What you need to do: Count every line of the data that includes "AuthenticatedRouter". State only the number.

Source material:
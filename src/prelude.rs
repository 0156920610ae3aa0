//! Tollgate Prelude - Common imports for authenticated applications
//!
//! # Usage
//!
//! ```ignore
//! use tollgate::prelude::*;
//!
//! let services = AuthServices::new(&AuthConfig::from_env()?, users, Arc::new(BcryptVerifier));
//! let app = Router::new()
//!     .route("/me", get(handler))
//!     .require_authentication()
//!     .with_authentication(services.authenticator());
//! ```

// =============================================================================
// Configuration
// =============================================================================

pub use crate::config::{AuthConfig, AuthConfigBuilder, ConfigError};
pub use crate::secret::{SecretPolicy, SigningSecret};

// =============================================================================
// Login and Request Authentication
// =============================================================================

pub use crate::authenticator::{AuthOutcome, AuthenticatedUser, RequestAuthenticator};
pub use crate::layers::{AuthServices, AuthenticatedRouter};
pub use crate::login::{LoginHandler, LoginRequest, TokenResponse};

// =============================================================================
// Collaborators
// =============================================================================

pub use crate::password::{BcryptVerifier, PasswordVerifier};
pub use crate::token::{Claims, JwtCodec, TokenCodec};
pub use crate::user::{InMemoryUserStore, LookupError, UserIdentity, UserLookup};

// =============================================================================
// Errors and Observability
// =============================================================================

pub use crate::error::{AuthError, ErrorResponse, Rejection};
pub use crate::observability::{ObservabilityConfig, SecurityEvent};
//! Authentication layer application for Axum routers
//!
//! [`AuthServices`] wires the login handler and request authenticator from
//! one [`AuthConfig`]; [`AuthenticatedRouter`] applies them to a router.
//!
//! # Example
//!
//! ```ignore
//! use axum::{routing::get, Router};
//! use tollgate::{AuthConfig, AuthServices, AuthenticatedRouter, AuthenticatedUser, BcryptVerifier};
//!
//! async fn me(AuthenticatedUser(user): AuthenticatedUser) -> String {
//!     user.email
//! }
//!
//! let config = AuthConfig::from_env()?;
//! let services = AuthServices::new(&config, users, Arc::new(BcryptVerifier));
//!
//! let app = Router::new()
//!     .route("/me", get(me))
//!     .require_authentication()
//!     .merge(services.login_routes())
//!     .with_authentication(services.authenticator());
//! ```

use std::sync::Arc;

use axum::middleware;
use axum::routing::post;
use axum::Router;

use crate::authenticator::{authentication_middleware, require_authentication, RequestAuthenticator};
use crate::config::AuthConfig;
use crate::login::{login_handler, LoginHandler};
use crate::observability::SecurityEvent;
use crate::password::PasswordVerifier;
use crate::token::{JwtCodec, TokenCodec};
use crate::user::UserLookup;

/// Extension trait for applying authentication to an Axum Router.
pub trait AuthenticatedRouter {
    /// Run the request authenticator on every request.
    ///
    /// Resolved identities are attached as
    /// [`AuthenticatedUser`](crate::authenticator::AuthenticatedUser);
    /// rejected tokens are answered with 403 before reaching any handler.
    /// Apply last so it wraps every route, including merged ones.
    fn with_authentication(self, authenticator: Arc<RequestAuthenticator>) -> Self;

    /// Answer 401 `Authentication Required` on the routes added so far
    /// unless the request carries an identity.
    ///
    /// Only affects routes already on the router (it is a route layer).
    fn require_authentication(self) -> Self;
}

impl<S> AuthenticatedRouter for Router<S>
where
    S: Clone + Send + Sync + 'static,
{
    fn with_authentication(self, authenticator: Arc<RequestAuthenticator>) -> Self {
        self.layer(middleware::from_fn_with_state(
            authenticator,
            authentication_middleware,
        ))
    }

    fn require_authentication(self) -> Self {
        self.route_layer(middleware::from_fn(require_authentication))
    }
}

/// Login handler and request authenticator sharing one codec and user store.
#[derive(Clone)]
pub struct AuthServices {
    login: Arc<LoginHandler>,
    authenticator: Arc<RequestAuthenticator>,
    codec: Arc<dyn TokenCodec>,
    login_path: String,
}

impl AuthServices {
    /// Build both services from configuration.
    pub fn new(
        config: &AuthConfig,
        users: Arc<dyn UserLookup>,
        verifier: Arc<dyn PasswordVerifier>,
    ) -> Self {
        let codec: Arc<dyn TokenCodec> = Arc::new(JwtCodec::new(&config.signing_secret));

        crate::security_event!(
            SecurityEvent::ConfigurationLoaded,
            environment = %config.environment,
            token_ttl_secs = config.ttl_secs(),
            trigger_header = %config.trigger_header,
            login_path = %config.login_path,
            "Authentication configured"
        );

        Self {
            login: Arc::new(LoginHandler::new(users.clone(), verifier, codec.clone())),
            authenticator: Arc::new(RequestAuthenticator::new(config, users, codec.clone())),
            codec,
            login_path: config.login_path.clone(),
        }
    }

    /// Shared login handler
    pub fn login_handler(&self) -> Arc<LoginHandler> {
        self.login.clone()
    }

    /// Shared request authenticator
    pub fn authenticator(&self) -> Arc<RequestAuthenticator> {
        self.authenticator.clone()
    }

    /// Codec used for both issuing and verifying
    pub fn codec(&self) -> Arc<dyn TokenCodec> {
        self.codec.clone()
    }

    /// Configured login path
    pub fn login_path(&self) -> &str {
        &self.login_path
    }

    /// `POST <login_path>` → [`login_handler`], ready to merge.
    pub fn login_routes<S>(&self) -> Router<S>
    where
        S: Clone + Send + Sync + 'static,
    {
        Router::new()
            .route(&self.login_path, post(login_handler))
            .with_state(self.login.clone())
    }
}

impl std::fmt::Debug for AuthServices {
    fn fmt(&self, f: &mut std::fmt::Formatter<'_>) -> std::fmt::Result {
        f.debug_struct("AuthServices")
            .field("authenticator", &self.authenticator)
            .field("login_path", &self.login_path)
            .finish_non_exhaustive()
    }
}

Task answer: 5